Directions for this task:
Only the lines from the one containing "request is outstanding." through the one containing "frame is needed" should be printed, exactly as they appear below, with both ends included.

*** Provided data

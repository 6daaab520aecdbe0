use std::time::Duration;

use clockface_engine::schedule::{Scheduler, TimerHandle};
use clockface_engine::time::{TimeSample, WallClock};

use crate::geometry::{FaceGeometry, GeometryCache};
use crate::needle::{dial_point, digit_angle, digit_label, Needle, DIGIT_COUNT};
use crate::style::ClockStyle;
use crate::surface::{Stroke, Surface, TextStyle};

/// Payload of the face's deferred redraw request.
#[derive(Debug, Copy, Clone, Eq, PartialEq)]
pub struct Redraw;

/// Whether a redraw request is outstanding.
#[derive(Debug, Copy, Clone, Eq, PartialEq)]
pub enum RedrawState {
    Idle,
    Scheduled(TimerHandle),
}

/// Analog clock face that keeps itself fresh.
///
/// Host hooks:
/// - [`on_size_changed`](Self::on_size_changed) whenever layout changes
/// - [`draw`](Self::draw) whenever a frame is needed
/// - [`on_redraw_due`](Self::on_redraw_due) when a scheduled [`Redraw`] fires
///
/// Lifecycle: every drawn frame leaves exactly one [`Redraw`] pending,
/// `redraw_interval` later. [`start`](Self::start) requests an immediate
/// first redraw. [`stop`](Self::stop) cancels the pending request and keeps
/// later frames from re-arming until the next `start`.
#[derive(Debug)]
pub struct ClockFace {
    style: ClockStyle,
    geometry: GeometryCache,
    redraw: RedrawState,
    running: bool,
}

impl ClockFace {
    pub fn new(style: ClockStyle) -> Self {
        let geometry = GeometryCache::new(style.ticks.inner_ratio);
        Self { style, geometry, redraw: RedrawState::Idle, running: true }
    }

    #[inline]
    pub fn style(&self) -> &ClockStyle {
        &self.style
    }

    /// Geometry of the last layout, `None` before the first size report.
    #[inline]
    pub fn geometry(&self) -> Option<&FaceGeometry> {
        self.geometry.get()
    }

    #[inline]
    pub fn redraw_state(&self) -> RedrawState {
        self.redraw
    }

    #[inline]
    pub fn is_running(&self) -> bool {
        self.running
    }

    // ── host hooks ────────────────────────────────────────────────────────

    /// Size-change hook. Returns whether the geometry was rebuilt.
    pub fn on_size_changed(&mut self, width: f32, height: f32) -> bool {
        self.geometry.rebuild_if_needed(width, height)
    }

    /// Requests an immediate redraw and resumes re-arming after [`stop`](Self::stop).
    /// No-op while a request is already pending.
    pub fn start<S: Scheduler<Redraw>>(&mut self, scheduler: &mut S) {
        self.running = true;
        if self.redraw != RedrawState::Idle {
            return;
        }
        self.arm(scheduler, Duration::ZERO);
        log::info!("clock face started");
    }

    /// Ends the refresh loop and cancels any pending redraw.
    pub fn stop<S: Scheduler<Redraw>>(&mut self, scheduler: &mut S) {
        if let RedrawState::Scheduled(handle) = self.redraw {
            scheduler.cancel(handle);
        }
        self.redraw = RedrawState::Idle;
        if std::mem::replace(&mut self.running, false) {
            log::info!("clock face stopped");
        }
    }

    /// Marks the pending request as fired. Returns `false` for stale or
    /// unknown handles, which the host should ignore.
    pub fn on_redraw_due(&mut self, handle: TimerHandle) -> bool {
        match self.redraw {
            RedrawState::Scheduled(pending) if pending == handle => {
                self.redraw = RedrawState::Idle;
                true
            }
            _ => false,
        }
    }

    /// Draw hook: samples `clock`, draws a frame, then arms the next redraw
    /// unless the face was stopped. Returns the sampled time.
    ///
    /// # Panics
    /// If no size was ever reported (see [`render_frame`](Self::render_frame)).
    pub fn draw<F, C, S>(&mut self, surface: &mut F, clock: &C, scheduler: &mut S) -> TimeSample
    where
        F: Surface + ?Sized,
        C: WallClock + ?Sized,
        S: Scheduler<Redraw>,
    {
        let time = clock.now();
        log::debug!("draw clock time: {time}");

        self.render_frame(surface, time);

        if self.running {
            self.arm(scheduler, self.style.redraw_interval);
        }
        time
    }

    // ── frame ─────────────────────────────────────────────────────────────

    /// Draws ticks, needles and numerals for `time`.
    ///
    /// # Panics
    /// If called before the first [`on_size_changed`](Self::on_size_changed):
    /// the host broke its integration contract.
    pub fn render_frame<F: Surface + ?Sized>(&self, surface: &mut F, time: TimeSample) {
        let Some(geometry) = self.geometry.get() else {
            panic!("ClockFace::render_frame called before on_size_changed reported a size");
        };

        self.draw_ticks(surface, geometry);
        self.draw_needles(surface, geometry, time);
        self.draw_digits(surface, geometry);
    }

    fn draw_ticks<F: Surface + ?Sized>(&self, surface: &mut F, geometry: &FaceGeometry) {
        let s = &self.style.ticks;
        let highlight = Stroke::new(s.width, s.color).cap(s.cap).opacity(s.highlight_opacity);
        let dim = Stroke::new(s.width, s.color).cap(s.cap).opacity(s.dim_opacity);

        for (i, tick) in geometry.ticks().iter().enumerate() {
            let stroke = if i % 5 == 0 { &highlight } else { &dim };
            surface.stroke_line(tick.start, tick.end, stroke);
        }
    }

    fn draw_needles<F: Surface + ?Sized>(
        &self,
        surface: &mut F,
        geometry: &FaceGeometry,
        time: TimeSample,
    ) {
        let center = geometry.center();
        for needle in Needle::DRAW_ORDER {
            let s = self.style.needle(needle);
            let end = dial_point(center, needle.angle(time), s.length_ratio * geometry.radius());
            surface.stroke_line(center, end, &Stroke::new(s.width, s.color).cap(s.cap));
        }
    }

    fn draw_digits<F: Surface + ?Sized>(&self, surface: &mut F, geometry: &FaceGeometry) {
        let s = &self.style.digits;
        let text = TextStyle { size: s.size, color: s.color };
        let distance = s.distance_ratio * geometry.radius();

        for k in 0..DIGIT_COUNT {
            let anchor = dial_point(geometry.center(), digit_angle(k), distance);
            surface.fill_text_centered(anchor, &digit_label(k), &text);
        }
    }

    /// Replaces any pending request with one due after `delay`.
    fn arm<S: Scheduler<Redraw>>(&mut self, scheduler: &mut S, delay: Duration) {
        if let RedrawState::Scheduled(stale) = self.redraw {
            scheduler.cancel(stale);
        }
        self.redraw = RedrawState::Scheduled(scheduler.schedule(delay, Redraw));
    }
}

impl Default for ClockFace {
    fn default() -> Self {
        Self::new(ClockStyle::default())
    }
}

******

Solution below:
/// Whether a redraw request is outstanding.
#[derive(Debug, Copy, Clone, Eq, PartialEq)]
pub enum RedrawState {
    Idle,
    Scheduled(TimerHandle),
}

/// Analog clock face that keeps itself fresh.
///
/// Host hooks:
/// - [`on_size_changed`](Self::on_size_changed) whenever layout changes
/// - [`draw`](Self::draw) whenever a frame is needed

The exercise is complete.